Dennoch sollten Angaben über eine wachsende Jugendkriminalität nicht als statistisches Wischiwaschi vom Tisch geschoben werden. Denn auch wenn einfach nur mehr angezeigt wird, muss man sich fragen, warum das so ist. Eine von Fachleuten oft gegebene Antwort ist: weil es sich nicht mehr um Lausbubenstreiche handle. Handys oder MP3-Player werden gestohlen oder "herausgeprügelt", Banden gehen regelrecht auf Raubzüge. Laut einer Umfrage des Vereines "Neustart" sehen 80 Prozent aller österreichischen Schüler Jugendgewalt als "großes" oder "sehr großes" Problem.

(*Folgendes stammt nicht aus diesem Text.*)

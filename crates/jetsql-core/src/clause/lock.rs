use crate::dialect::Feature;
use crate::error::Result;
use crate::render::{SqlBuilder, WriteSql};

/// Row lock strength of a `FOR ...` clause.
#[derive(Debug, Clone, Copy, PartialEq, Eq, Hash)]
pub enum LockStrength {
    Update,
    NoKeyUpdate,
    Share,
    KeyShare,
}

impl LockStrength {
    #[must_use]
    pub const fn as_sql(self) -> &'static str {
        match self {
            Self::Update => "UPDATE",
            Self::NoKeyUpdate => "NO KEY UPDATE",
            Self::Share => "SHARE",
            Self::KeyShare => "KEY SHARE",
        }
    }

    /// `UPDATE` and `SHARE`, the strengths MySQL also understands.
    #[must_use]
    pub const fn is_standard(self) -> bool {
        matches!(self, Self::Update | Self::Share)
    }
}

/// What to do when a row is already locked.
#[derive(Debug, Clone, Copy, PartialEq, Eq, Default)]
pub enum LockWait {
    #[default]
    Wait,
    NoWait,
    SkipLocked,
}

/// `FOR <strength> [OF t, ...] [NOWAIT | SKIP LOCKED]`, or MySQL's legacy
/// `LOCK IN SHARE MODE`.
#[derive(Debug, Clone, PartialEq, Eq)]
#[must_use]
pub struct RowLock {
    strength: Option<LockStrength>,
    of: Vec<String>,
    wait: LockWait,
}

impl RowLock {
    pub const fn new(strength: LockStrength) -> Self {
        Self {
            strength: Some(strength),
            of: Vec::new(),
            wait: LockWait::Wait,
        }
    }

    /// `FOR UPDATE`
    pub const fn update() -> Self {
        Self::new(LockStrength::Update)
    }

    /// `FOR NO KEY UPDATE`
    pub const fn no_key_update() -> Self {
        Self::new(LockStrength::NoKeyUpdate)
    }

    /// `FOR SHARE`
    pub const fn share() -> Self {
        Self::new(LockStrength::Share)
    }

    /// `FOR KEY SHARE`
    pub const fn key_share() -> Self {
        Self::new(LockStrength::KeyShare)
    }

    /// MySQL `LOCK IN SHARE MODE`.
    pub const fn in_share_mode() -> Self {
        Self {
            strength: None,
            of: Vec::new(),
            wait: LockWait::Wait,
        }
    }

    /// Restricts the lock to the named tables or aliases.
    pub fn of<I, S>(mut self, tables: I) -> Self
    where
        I: IntoIterator<Item = S>,
        S: Into<String>,
    {
        self.of.extend(tables.into_iter().map(Into::into));
        self
    }

    pub const fn nowait(mut self) -> Self {
        self.wait = LockWait::NoWait;
        self
    }

    pub const fn skip_locked(mut self) -> Self {
        self.wait = LockWait::SkipLocked;
        self
    }
}

impl WriteSql for RowLock {
    fn write_sql(&self, b: &mut SqlBuilder<'_>) -> Result<()> {
        let Some(strength) = self.strength else {
            b.dialect().require(Feature::LockInShareMode)?;
            b.write_str("LOCK IN SHARE MODE");
            return Ok(());
        };
        b.dialect().require(Feature::RowLock(strength))?;
        b.write_str("FOR ");
        b.write_str(strength.as_sql());
        if !self.of.is_empty() {
            b.write_str(" OF ");
            b.write_list(&self.of, ", ", |b, table| {
                b.write_identifier(table);
                Ok(())
            })?;
        }
        match self.wait {
            LockWait::Wait => {}
            LockWait::NoWait => b.write_str(" NOWAIT"),
            LockWait::SkipLocked => b.write_str(" SKIP LOCKED"),
        }
        Ok(())
    }
}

Als mögliche Lösung wird leider oft die "g'sunde Watschn" angeboten: Absenkung der Strafmündigkeit zum Beispiel oder Videoüberwachung im Klassenzimmer. Doch einfache Rezepte der Repression bleiben meist wirkungslos. Sinnvolle Präventionsprogramme hingegen kosten viel Geld und noch mehr Zeit. Aber von beidem haben Erwachsene immer zu wenig. (Michael Simoner/DER STANDARD-Printausgabe, 10.1.2009)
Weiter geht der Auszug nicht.